For the most successful experiment, we had 10.3% receipeits possibly tricked.
For least successful experiment, only 0.3% were possibly tricked.
To better understand the attributes Further Analysis on Possibly Tricked,
Comparing linear regression coefficients of all attribute properties.
Comparing statistical significance & effect size of comparable attribute properties.

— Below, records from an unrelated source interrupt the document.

use rand::Rng;

use crate::aggregate::AggregateSpec;
use crate::error::Result;
use crate::math::{Orientation, Point3};

use super::{point_on_ellipsoid, ConvexHull, HullVolume, ParticleHull};

/// Generates a convex particle approximating an aggregate's ellipsoid.
///
/// Samples `sample_count` points on the ellipsoid surface, takes their convex
/// hull, measures its volume and attaches a random orientation.
pub struct GenerateHull<'a> {
    spec: &'a AggregateSpec,
}

impl<'a> GenerateHull<'a> {
    /// Creates a new `GenerateHull` operation.
    #[must_use]
    pub fn new(spec: &'a AggregateSpec) -> Self {
        Self { spec }
    }

    /// Executes the operation.
    ///
    /// # Errors
    ///
    /// Returns an error if the sampled points do not span a solid, which can
    /// only happen by extreme chance with very few samples.
    pub fn execute<R: Rng>(&self, rng: &mut R) -> Result<ParticleHull> {
        let (a, b, c) = self.spec.semi_axes();
        let points: Vec<Point3> = (0..self.spec.sample_count())
            .map(|_| point_on_ellipsoid(&mut *rng, a, b, c))
            .collect();

        let mesh = ConvexHull::new(&points).execute()?;
        let volume = HullVolume::new(&mesh.vertices, &mesh.faces).execute()?;
        let orientation = Orientation::random(rng);

        Ok(ParticleHull {
            spec_id: self.spec.id().to_owned(),
            vertices: mesh.vertices,
            faces: mesh.faces,
            volume,
            orientation,
        })
    }
}
use thiserror::Error;

/// Top-level error type for the granulis packing engine.
#[derive(Debug, Error)]
pub enum GranulisError {
    #[error(transparent)]
    Input(#[from] InputError),

    #[error(transparent)]
    Geometry(#[from] GeometryError),

    #[error(transparent)]
    Packing(#[from] PackingError),

    #[error(transparent)]
    Config(#[from] ConfigError),
}

/// Malformed aggregate or container descriptions, rejected at setup.
#[derive(Debug, Error)]
pub enum InputError {
    #[error("aggregate {id}: {reason}")]
    InvalidAggregate { id: String, reason: String },

    #[error("duplicate aggregate id: {0}")]
    DuplicateAggregate(String),

    #[error("aggregate population is empty")]
    EmptyPopulation,

    #[error("invalid container: {0}")]
    InvalidContainer(String),

    #[error("invalid notch: {0}")]
    InvalidNotch(String),

    #[error("draw count for aggregate {0} was already assigned")]
    DrawCountAssigned(String),

    #[error("parameter {parameter} = {value} is out of range [{min}, {max}]")]
    ParameterOutOfRange {
        parameter: &'static str,
        value: f64,
        min: f64,
        max: f64,
    },
}

/// Errors related to hull construction and volume integration.
#[derive(Debug, Error)]
pub enum GeometryError {
    #[error("too few points: need at least 4, got {0}")]
    TooFewPoints(usize),

    #[error("degenerate geometry: {0}")]
    Degenerate(String),
}

/// Errors raised while driving a packing run.
#[derive(Debug, Error)]
pub enum PackingError {
    #[error("physics world rejected request: {0}")]
    World(String),
}

/// Errors related to loading a run configuration.
#[derive(Debug, Error)]
pub enum ConfigError {
    #[error("failed to read config: {0}")]
    Io(#[from] std::io::Error),

    #[error("failed to parse config: {0}")]
    Parse(#[from] serde_json::Error),
}

/// Convenience type alias for results using [`GranulisError`].
pub type Result<T> = std::result::Result<T, GranulisError>;
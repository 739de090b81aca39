use std::collections::HashSet;

use crate::error::{GeometryError, Result};
use crate::math::{Point3, Vector3, TOLERANCE};

/// A closed triangulated polyhedron.
#[derive(Debug, Clone, Default)]
pub struct HullMesh {
    /// Unique hull vertices, in order of first use by `faces`.
    pub vertices: Vec<Point3>,
    /// Triangle indices into `vertices`, wound counter-clockwise when viewed
    /// from outside.
    pub faces: Vec<[u32; 3]>,
}

/// Computes the convex hull of a 3D point set.
///
/// Incremental construction: an initial tetrahedron is seeded from extreme
/// points, then each remaining point that lies outside the current hull
/// replaces the faces it can see with a fan to the horizon.
pub struct ConvexHull<'a> {
    points: &'a [Point3],
}

/// Oriented triangle of the hull under construction.
#[derive(Debug, Clone, Copy)]
struct Facet {
    v: [usize; 3],
    normal: Vector3,
    offset: f64,
}

impl Facet {
    /// Builds a facet over `points[a], points[b], points[c]`, flipping the
    /// winding so that `interior` lies behind it.
    fn new(points: &[Point3], a: usize, b: usize, c: usize, interior: &Point3) -> Self {
        let (pa, pb, pc) = (points[a], points[b], points[c]);
        let mut normal = (pb - pa).cross(&(pc - pa));
        let len = normal.norm();
        if len > 0.0 {
            normal /= len;
        }
        let mut v = [a, b, c];
        if normal.dot(&(interior - pa)) > 0.0 {
            normal = -normal;
            v.swap(1, 2);
        }
        Self {
            v,
            normal,
            offset: normal.dot(&pa.coords),
        }
    }

    /// Signed distance from the facet plane; positive means outside.
    fn distance(&self, p: &Point3) -> f64 {
        self.normal.dot(&p.coords) - self.offset
    }

    fn edges(&self) -> [(usize, usize); 3] {
        let [a, b, c] = self.v;
        [(a, b), (b, c), (c, a)]
    }
}

impl<'a> ConvexHull<'a> {
    /// Creates a new `ConvexHull` operation over the given points.
    #[must_use]
    pub fn new(points: &'a [Point3]) -> Self {
        Self { points }
    }

    /// Executes the hull construction.
    ///
    /// # Errors
    ///
    /// Returns an error if fewer than 4 points are given or the points are
    /// coincident, collinear or coplanar.
    pub fn execute(&self) -> Result<HullMesh> {
        let points = self.points;
        if points.len() < 4 {
            return Err(GeometryError::TooFewPoints(points.len()).into());
        }

        let scale = points
            .iter()
            .flat_map(|p| [p.x.abs(), p.y.abs(), p.z.abs()])
            .fold(0.0, f64::max);
        let eps = TOLERANCE * scale.max(TOLERANCE);

        let seed = initial_simplex(points, eps)?;
        let interior = Point3::from(
            seed.iter()
                .fold(Vector3::zeros(), |acc, &i| acc + points[i].coords)
                / 4.0,
        );

        let [i0, i1, i2, i3] = seed;
        let mut facets = vec![
            Facet::new(points, i0, i1, i2, &interior),
            Facet::new(points, i0, i1, i3, &interior),
            Facet::new(points, i0, i2, i3, &interior),
            Facet::new(points, i1, i2, i3, &interior),
        ];

        for (pi, p) in points.iter().enumerate() {
            let visible: Vec<Facet> = facets
                .iter()
                .filter(|f| f.distance(p) > eps)
                .copied()
                .collect();
            if visible.is_empty() {
                continue;
            }

            let visible_edges: HashSet<(usize, usize)> =
                visible.iter().flat_map(Facet::edges).collect();

            facets.retain(|f| f.distance(p) <= eps);

            // Horizon edges keep the winding of the visible facet they came
            // from, so the new fan stays outward-facing.
            for facet in &visible {
                for (a, b) in facet.edges() {
                    if !visible_edges.contains(&(b, a)) {
                        facets.push(Facet::new(points, a, b, pi, &interior));
                    }
                }
            }
        }

        compact(points, &facets)
    }
}

/// Picks four affinely independent extreme points.
fn initial_simplex(points: &[Point3], eps: f64) -> Result<[usize; 4]> {
    let argmax = |score: &dyn Fn(&Point3) -> f64| -> (usize, f64) {
        points
            .iter()
            .enumerate()
            .map(|(i, p)| (i, score(p)))
            .fold((0, f64::NEG_INFINITY), |best, cur| {
                if cur.1 > best.1 {
                    cur
                } else {
                    best
                }
            })
    };

    let (i0, _) = argmax(&|p: &Point3| -p.x);
    let p0 = points[i0];

    let (i1, d1) = argmax(&|p: &Point3| (p - p0).norm());
    if d1 <= eps {
        return Err(GeometryError::Degenerate("hull points are coincident".into()).into());
    }
    let dir = (points[i1] - p0) / d1;

    let (i2, d2) = argmax(&|p: &Point3| (p - p0).cross(&dir).norm());
    if d2 <= eps {
        return Err(GeometryError::Degenerate("hull points are collinear".into()).into());
    }
    let normal = (points[i1] - p0).cross(&(points[i2] - p0)).normalize();

    let (i3, d3) = argmax(&|p: &Point3| normal.dot(&(p - p0)).abs());
    if d3 <= eps {
        return Err(GeometryError::Degenerate("hull points are coplanar".into()).into());
    }

    Ok([i0, i1, i2, i3])
}

/// Drops points not referenced by any facet and renumbers the faces.
fn compact(points: &[Point3], facets: &[Facet]) -> Result<HullMesh> {
    let mut remap: Vec<Option<u32>> = vec![None; points.len()];
    let mut mesh = HullMesh {
        vertices: Vec::new(),
        faces: Vec::with_capacity(facets.len()),
    };

    for facet in facets {
        let mut tri = [0u32; 3];
        for (slot, &vi) in tri.iter_mut().zip(&facet.v) {
            *slot = if let Some(index) = remap[vi] {
                index
            } else {
                let index = u32::try_from(mesh.vertices.len()).map_err(|_| {
                    GeometryError::Degenerate("hull vertex count exceeds u32".into())
                })?;
                mesh.vertices.push(points[vi]);
                remap[vi] = Some(index);
                index
            };
        }
        mesh.faces.push(tri);
    }

    Ok(mesh)
}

In this chart, all attribute properties were overfitted on our possibly tricked data to get the linear regression coefficient
The other analysis was Statistical significance & effect size, for comparable experiemtns for the comparable attribute properties, and found the changing he entity scenario had the most conclusion results. This is calculated based on the adj p-value which was stepped down using the holm-berferoni method, and the effect size which was based on cohens ‘d
Finally, we also analyzed the recording of survey participants that stated that they were convinced by the scam, and here are the results.
Here are the results for the Reasons Unconvinced, as you can see, main reaseaon they were unconvicend was because they suspected that the irs or asu won’t make calls like this.
What can we learn from our study?
Spearphishing is effective
Telephone scammers may spoof a known caller ID name and voice a plausible scenario to make the scam exceptionally convincing.
In defense, we recommend the following ways to Ways to protect the users
Make the users be aware of telephone scams.
Teaching users that The HR won’t make calls like this
Adopt caller ID authentication technology.
More research into the understanding of scammers.